(Information begins)

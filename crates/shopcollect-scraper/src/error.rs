use thiserror::Error;

#[derive(Debug, Error)]
pub enum ScraperError {
    #[error("collection already in progress")]
    Busy,

    #[error("no data to export")]
    NoDataToExport,

    #[error("timeout waiting for element `{selector}` after {timeout_ms}ms")]
    LocateTimeout { selector: String, timeout_ms: u64 },

    #[error("no data found on page {page}")]
    EmptyPage { page: u32 },

    #[error("cannot access embedded document {src}: {reason}")]
    EmbeddedDocumentAccess { src: String, reason: String },

    #[error("invalid CSS selector \"{selector}\": {reason}")]
    InvalidSelector { selector: String, reason: String },

    #[error("navigation failed: {0}")]
    Navigation(String),

    #[error("failed to write export {path}: {source}")]
    Download {
        path: String,
        #[source]
        source: std::io::Error,
    },
}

(Information ends)

[Required work]
Retype exactly the line with "use thiserror::Error;" and each line after it until the records end, and include no other line.

[Problem solution]
use thiserror::Error;

#[derive(Debug, Error)]
pub enum ScraperError {
    #[error("collection already in progress")]
    Busy,

    #[error("no data to export")]
    NoDataToExport,

    #[error("timeout waiting for element `{selector}` after {timeout_ms}ms")]
    LocateTimeout { selector: String, timeout_ms: u64 },

    #[error("no data found on page {page}")]
    EmptyPage { page: u32 },

    #[error("cannot access embedded document {src}: {reason}")]
    EmbeddedDocumentAccess { src: String, reason: String },

    #[error("invalid CSS selector \"{selector}\": {reason}")]
    InvalidSelector { selector: String, reason: String },

    #[error("navigation failed: {0}")]
    Navigation(String),

    #[error("failed to write export {path}: {source}")]
    Download {
        path: String,
        #[source]
        source: std::io::Error,
    },
}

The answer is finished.